◆ The data:
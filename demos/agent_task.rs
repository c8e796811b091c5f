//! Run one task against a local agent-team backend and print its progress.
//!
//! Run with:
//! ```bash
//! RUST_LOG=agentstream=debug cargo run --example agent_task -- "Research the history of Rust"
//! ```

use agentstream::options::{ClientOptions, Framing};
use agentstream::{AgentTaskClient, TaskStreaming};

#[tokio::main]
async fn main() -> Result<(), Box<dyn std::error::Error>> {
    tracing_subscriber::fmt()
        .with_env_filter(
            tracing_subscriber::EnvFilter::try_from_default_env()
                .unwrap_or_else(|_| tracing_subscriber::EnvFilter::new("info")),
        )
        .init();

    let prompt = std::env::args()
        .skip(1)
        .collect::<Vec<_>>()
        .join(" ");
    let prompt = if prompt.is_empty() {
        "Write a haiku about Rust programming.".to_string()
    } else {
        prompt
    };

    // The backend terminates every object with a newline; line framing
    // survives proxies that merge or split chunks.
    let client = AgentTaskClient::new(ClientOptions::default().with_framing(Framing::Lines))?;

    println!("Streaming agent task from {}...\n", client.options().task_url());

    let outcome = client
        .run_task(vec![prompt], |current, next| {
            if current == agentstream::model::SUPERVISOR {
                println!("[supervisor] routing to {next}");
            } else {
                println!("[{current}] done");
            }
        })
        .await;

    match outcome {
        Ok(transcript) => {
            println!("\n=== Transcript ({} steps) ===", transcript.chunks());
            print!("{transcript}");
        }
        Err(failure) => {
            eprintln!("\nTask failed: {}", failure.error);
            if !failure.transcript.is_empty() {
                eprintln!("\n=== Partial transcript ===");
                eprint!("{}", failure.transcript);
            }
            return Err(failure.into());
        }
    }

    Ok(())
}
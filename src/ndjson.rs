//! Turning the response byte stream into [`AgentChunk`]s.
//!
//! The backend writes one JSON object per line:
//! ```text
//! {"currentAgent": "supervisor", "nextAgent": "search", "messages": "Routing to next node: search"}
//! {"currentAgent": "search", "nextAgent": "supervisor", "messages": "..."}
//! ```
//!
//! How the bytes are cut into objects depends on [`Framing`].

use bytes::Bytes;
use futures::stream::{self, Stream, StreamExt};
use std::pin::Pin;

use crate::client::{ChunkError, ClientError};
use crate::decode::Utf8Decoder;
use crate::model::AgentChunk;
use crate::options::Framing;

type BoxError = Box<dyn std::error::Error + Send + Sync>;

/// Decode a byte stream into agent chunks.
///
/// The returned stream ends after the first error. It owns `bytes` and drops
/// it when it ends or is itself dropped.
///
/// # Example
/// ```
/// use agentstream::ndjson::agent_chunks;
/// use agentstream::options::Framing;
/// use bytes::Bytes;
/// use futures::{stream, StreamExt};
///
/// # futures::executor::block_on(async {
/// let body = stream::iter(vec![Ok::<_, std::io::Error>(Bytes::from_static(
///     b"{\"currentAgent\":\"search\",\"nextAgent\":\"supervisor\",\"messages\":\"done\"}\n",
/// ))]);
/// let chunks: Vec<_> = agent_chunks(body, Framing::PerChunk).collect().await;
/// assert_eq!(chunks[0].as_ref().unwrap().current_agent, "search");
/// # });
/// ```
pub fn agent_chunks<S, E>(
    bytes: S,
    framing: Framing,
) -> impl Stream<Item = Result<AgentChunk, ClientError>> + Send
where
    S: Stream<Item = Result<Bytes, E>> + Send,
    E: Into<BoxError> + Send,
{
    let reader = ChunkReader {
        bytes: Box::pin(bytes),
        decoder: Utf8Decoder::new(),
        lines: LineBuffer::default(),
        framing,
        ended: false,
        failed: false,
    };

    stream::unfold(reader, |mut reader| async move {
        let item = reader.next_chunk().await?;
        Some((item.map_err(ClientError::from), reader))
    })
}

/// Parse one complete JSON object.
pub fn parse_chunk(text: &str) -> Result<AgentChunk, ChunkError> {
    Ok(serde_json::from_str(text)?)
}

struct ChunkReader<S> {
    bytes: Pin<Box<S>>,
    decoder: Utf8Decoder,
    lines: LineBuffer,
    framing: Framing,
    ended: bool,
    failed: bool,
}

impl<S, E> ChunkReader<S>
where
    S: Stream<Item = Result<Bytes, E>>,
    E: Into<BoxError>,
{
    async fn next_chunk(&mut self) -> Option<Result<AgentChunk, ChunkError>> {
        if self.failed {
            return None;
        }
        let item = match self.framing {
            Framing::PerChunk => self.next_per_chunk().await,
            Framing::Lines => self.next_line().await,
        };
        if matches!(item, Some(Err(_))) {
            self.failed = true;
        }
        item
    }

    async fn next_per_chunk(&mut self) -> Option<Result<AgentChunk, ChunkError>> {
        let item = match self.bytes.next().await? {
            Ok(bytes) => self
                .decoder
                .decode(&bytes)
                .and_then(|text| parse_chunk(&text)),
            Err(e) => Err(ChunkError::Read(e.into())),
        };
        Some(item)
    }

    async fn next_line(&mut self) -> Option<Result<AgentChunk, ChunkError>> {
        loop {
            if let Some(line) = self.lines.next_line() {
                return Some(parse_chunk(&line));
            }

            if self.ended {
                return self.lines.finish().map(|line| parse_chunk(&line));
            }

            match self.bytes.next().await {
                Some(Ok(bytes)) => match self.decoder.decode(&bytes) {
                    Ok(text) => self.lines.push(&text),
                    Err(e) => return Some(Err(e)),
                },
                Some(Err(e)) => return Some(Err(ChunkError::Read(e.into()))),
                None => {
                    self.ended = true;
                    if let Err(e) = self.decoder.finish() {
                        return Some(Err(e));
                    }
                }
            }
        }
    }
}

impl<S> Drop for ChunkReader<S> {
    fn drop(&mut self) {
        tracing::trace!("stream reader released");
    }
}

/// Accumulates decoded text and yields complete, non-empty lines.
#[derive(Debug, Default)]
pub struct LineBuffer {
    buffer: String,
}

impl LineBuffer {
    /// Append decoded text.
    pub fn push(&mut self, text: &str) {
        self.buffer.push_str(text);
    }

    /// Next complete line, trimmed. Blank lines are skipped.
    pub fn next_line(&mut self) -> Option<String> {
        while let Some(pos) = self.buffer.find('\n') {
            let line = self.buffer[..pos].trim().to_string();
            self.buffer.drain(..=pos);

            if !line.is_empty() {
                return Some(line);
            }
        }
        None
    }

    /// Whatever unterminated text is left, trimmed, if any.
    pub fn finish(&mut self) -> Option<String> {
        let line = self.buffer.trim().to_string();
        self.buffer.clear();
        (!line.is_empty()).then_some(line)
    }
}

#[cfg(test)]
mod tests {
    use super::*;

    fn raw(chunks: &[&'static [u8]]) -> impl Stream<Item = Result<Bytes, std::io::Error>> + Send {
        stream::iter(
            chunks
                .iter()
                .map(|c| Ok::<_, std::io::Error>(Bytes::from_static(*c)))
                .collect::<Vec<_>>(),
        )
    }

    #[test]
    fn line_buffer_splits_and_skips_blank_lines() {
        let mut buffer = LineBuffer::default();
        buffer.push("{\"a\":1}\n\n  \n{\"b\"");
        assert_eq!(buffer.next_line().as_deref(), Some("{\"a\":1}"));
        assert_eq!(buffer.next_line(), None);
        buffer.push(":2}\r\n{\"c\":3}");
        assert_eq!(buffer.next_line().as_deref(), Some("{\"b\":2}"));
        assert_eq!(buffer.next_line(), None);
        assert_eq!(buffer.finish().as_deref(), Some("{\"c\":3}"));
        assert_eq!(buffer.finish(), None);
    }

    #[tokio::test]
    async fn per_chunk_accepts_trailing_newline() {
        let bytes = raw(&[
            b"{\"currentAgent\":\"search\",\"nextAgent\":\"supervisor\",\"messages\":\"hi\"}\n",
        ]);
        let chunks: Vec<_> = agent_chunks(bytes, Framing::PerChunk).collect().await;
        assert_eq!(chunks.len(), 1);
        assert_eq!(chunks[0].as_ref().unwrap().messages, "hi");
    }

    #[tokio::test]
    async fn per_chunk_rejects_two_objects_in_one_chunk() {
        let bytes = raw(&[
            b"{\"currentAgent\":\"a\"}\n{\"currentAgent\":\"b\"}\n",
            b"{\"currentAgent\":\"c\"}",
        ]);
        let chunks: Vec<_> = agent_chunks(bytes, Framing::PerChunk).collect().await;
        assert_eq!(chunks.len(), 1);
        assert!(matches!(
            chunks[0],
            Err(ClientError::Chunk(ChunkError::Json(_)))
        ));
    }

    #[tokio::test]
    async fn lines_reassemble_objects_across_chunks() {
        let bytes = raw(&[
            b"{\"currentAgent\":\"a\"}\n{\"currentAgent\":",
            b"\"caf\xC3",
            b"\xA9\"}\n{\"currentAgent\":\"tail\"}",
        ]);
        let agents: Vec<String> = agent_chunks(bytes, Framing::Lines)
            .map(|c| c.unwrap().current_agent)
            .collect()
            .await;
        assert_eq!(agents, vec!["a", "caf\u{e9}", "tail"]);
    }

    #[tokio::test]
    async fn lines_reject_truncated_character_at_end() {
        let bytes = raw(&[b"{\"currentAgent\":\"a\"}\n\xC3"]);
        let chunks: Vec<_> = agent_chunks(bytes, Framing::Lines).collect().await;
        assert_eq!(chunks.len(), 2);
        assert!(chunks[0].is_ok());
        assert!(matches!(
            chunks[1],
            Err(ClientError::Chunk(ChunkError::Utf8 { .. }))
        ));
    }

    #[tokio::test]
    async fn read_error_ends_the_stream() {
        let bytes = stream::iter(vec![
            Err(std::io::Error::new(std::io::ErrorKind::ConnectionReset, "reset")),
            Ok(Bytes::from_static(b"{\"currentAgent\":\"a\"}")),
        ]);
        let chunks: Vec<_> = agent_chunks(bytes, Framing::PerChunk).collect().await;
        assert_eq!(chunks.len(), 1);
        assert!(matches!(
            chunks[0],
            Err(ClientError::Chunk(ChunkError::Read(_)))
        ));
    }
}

◆ What to produce:
Copy out every line from the material above in which the word "backend" appears.

◆ Response to this exercise:
//! Run one task against a local agent-team backend and print its progress.
    // The backend terminates every object with a newline; line framing
//! The backend writes one JSON object per line:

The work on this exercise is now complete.